● **Task goal**: Show every line of the material that follows in which the word "Normal" occurs.

● **Information**:
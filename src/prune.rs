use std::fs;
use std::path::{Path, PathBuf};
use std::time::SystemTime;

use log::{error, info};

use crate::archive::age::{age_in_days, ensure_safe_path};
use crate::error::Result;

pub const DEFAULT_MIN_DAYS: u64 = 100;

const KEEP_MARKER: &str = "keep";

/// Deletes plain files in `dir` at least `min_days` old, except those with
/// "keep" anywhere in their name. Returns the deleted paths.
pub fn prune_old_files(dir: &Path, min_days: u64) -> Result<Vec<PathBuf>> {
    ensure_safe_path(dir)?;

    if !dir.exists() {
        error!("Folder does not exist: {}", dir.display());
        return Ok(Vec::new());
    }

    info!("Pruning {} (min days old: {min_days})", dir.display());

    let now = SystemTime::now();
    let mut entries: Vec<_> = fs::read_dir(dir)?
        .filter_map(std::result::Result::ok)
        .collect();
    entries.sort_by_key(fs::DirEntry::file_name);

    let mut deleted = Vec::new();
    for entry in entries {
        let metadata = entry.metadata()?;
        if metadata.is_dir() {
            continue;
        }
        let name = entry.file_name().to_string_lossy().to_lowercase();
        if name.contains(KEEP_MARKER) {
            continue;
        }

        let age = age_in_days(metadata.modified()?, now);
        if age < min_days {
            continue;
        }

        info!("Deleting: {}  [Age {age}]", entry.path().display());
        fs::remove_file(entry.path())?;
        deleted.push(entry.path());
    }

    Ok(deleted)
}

...

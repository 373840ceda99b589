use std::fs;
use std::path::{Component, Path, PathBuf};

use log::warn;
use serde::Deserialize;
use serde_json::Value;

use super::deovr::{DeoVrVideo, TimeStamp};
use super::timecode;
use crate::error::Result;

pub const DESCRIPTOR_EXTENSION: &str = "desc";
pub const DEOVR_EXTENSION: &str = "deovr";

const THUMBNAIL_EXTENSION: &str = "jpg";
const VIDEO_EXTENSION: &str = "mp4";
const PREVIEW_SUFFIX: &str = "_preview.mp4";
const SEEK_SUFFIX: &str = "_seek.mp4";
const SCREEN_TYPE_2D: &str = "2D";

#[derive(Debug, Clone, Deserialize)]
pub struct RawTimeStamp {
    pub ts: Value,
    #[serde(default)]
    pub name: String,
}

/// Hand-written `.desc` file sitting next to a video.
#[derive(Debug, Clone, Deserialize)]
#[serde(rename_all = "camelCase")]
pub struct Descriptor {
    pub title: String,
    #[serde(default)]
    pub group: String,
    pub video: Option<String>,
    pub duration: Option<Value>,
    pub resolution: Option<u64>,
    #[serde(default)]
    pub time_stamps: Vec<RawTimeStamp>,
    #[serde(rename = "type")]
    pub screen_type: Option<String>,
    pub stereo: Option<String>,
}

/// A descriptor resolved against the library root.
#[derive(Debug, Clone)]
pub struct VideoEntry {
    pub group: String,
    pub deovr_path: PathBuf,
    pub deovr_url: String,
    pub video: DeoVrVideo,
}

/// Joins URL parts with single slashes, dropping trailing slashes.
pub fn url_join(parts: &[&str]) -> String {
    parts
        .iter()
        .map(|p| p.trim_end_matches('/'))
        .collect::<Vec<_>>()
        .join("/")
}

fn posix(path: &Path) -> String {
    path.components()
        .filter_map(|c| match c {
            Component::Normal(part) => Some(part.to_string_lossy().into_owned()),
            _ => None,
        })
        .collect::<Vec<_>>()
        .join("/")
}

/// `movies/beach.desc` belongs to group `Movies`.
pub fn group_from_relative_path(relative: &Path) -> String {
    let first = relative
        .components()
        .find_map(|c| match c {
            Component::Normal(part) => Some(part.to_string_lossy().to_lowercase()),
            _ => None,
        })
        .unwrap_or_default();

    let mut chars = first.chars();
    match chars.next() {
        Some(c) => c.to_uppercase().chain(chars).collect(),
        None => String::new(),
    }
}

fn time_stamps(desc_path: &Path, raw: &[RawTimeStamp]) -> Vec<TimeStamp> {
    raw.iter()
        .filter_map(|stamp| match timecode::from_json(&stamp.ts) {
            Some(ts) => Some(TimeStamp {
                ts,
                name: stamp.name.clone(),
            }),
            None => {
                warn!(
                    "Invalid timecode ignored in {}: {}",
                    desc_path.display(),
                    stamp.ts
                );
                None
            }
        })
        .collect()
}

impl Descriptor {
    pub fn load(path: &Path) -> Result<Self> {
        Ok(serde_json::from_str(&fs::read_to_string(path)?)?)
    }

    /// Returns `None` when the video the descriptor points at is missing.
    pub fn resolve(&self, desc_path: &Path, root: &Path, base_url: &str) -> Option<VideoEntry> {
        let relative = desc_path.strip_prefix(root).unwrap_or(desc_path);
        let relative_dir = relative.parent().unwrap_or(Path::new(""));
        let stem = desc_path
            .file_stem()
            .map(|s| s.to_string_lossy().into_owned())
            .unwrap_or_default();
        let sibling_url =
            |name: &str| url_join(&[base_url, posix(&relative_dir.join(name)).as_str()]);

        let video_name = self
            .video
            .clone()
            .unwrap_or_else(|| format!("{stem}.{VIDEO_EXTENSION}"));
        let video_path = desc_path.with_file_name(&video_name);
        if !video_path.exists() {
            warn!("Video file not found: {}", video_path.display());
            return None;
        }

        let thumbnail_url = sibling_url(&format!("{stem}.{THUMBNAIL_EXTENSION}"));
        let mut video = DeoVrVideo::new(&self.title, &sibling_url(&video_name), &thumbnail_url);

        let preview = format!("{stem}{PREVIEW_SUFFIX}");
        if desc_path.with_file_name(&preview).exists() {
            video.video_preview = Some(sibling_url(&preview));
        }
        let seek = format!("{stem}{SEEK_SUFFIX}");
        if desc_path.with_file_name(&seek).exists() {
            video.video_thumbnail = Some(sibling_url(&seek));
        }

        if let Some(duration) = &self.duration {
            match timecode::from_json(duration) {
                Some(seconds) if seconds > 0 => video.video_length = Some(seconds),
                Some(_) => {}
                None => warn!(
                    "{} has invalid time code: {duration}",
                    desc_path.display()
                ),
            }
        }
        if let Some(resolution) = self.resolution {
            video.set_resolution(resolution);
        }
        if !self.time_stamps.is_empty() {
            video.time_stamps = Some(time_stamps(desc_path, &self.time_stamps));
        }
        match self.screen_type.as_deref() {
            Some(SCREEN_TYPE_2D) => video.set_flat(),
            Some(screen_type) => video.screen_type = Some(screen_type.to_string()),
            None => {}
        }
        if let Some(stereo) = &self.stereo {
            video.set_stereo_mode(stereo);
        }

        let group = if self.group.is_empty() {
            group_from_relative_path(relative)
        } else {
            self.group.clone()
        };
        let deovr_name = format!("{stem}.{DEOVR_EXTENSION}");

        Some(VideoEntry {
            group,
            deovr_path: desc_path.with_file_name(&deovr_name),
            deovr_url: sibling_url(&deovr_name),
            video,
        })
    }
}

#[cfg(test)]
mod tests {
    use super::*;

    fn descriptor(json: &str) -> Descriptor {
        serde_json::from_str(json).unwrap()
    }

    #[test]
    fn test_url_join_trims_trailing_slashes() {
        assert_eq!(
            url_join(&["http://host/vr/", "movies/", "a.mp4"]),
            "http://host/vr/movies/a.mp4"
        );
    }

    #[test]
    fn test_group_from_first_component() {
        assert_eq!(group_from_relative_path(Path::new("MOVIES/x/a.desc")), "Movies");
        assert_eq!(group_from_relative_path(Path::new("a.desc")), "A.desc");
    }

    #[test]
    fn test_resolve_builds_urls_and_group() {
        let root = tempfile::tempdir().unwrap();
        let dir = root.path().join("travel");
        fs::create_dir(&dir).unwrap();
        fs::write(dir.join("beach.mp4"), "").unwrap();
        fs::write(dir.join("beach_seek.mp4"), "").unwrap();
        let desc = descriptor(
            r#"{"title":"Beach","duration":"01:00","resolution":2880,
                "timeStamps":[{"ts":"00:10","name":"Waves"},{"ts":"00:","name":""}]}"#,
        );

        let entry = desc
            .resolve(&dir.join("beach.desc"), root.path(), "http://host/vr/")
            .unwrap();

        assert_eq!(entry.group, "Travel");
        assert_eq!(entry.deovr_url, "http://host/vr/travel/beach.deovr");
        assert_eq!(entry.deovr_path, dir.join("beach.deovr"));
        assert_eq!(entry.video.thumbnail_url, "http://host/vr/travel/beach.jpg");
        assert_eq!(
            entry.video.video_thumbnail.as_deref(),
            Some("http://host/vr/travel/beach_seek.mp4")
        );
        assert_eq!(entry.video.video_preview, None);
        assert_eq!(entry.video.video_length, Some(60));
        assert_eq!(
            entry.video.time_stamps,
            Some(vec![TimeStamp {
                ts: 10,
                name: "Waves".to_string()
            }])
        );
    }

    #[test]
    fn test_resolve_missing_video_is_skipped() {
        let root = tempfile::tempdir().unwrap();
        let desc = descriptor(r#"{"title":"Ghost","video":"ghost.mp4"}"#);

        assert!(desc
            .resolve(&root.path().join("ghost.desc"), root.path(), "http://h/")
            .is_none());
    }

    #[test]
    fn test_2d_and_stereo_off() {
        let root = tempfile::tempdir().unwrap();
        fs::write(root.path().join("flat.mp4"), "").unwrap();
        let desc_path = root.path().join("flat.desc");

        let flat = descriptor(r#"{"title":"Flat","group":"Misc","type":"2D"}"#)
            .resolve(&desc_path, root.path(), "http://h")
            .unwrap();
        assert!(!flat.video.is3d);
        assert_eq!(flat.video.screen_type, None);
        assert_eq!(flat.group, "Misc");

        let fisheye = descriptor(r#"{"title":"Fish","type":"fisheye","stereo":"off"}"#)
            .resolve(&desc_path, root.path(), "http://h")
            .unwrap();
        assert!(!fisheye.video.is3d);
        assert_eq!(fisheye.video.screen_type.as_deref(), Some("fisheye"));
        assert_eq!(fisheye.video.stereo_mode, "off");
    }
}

● **Answer area**:
            Component::Normal(part) => Some(part.to_string_lossy().into_owned()),
            Component::Normal(part) => Some(part.to_string_lossy().to_lowercase()),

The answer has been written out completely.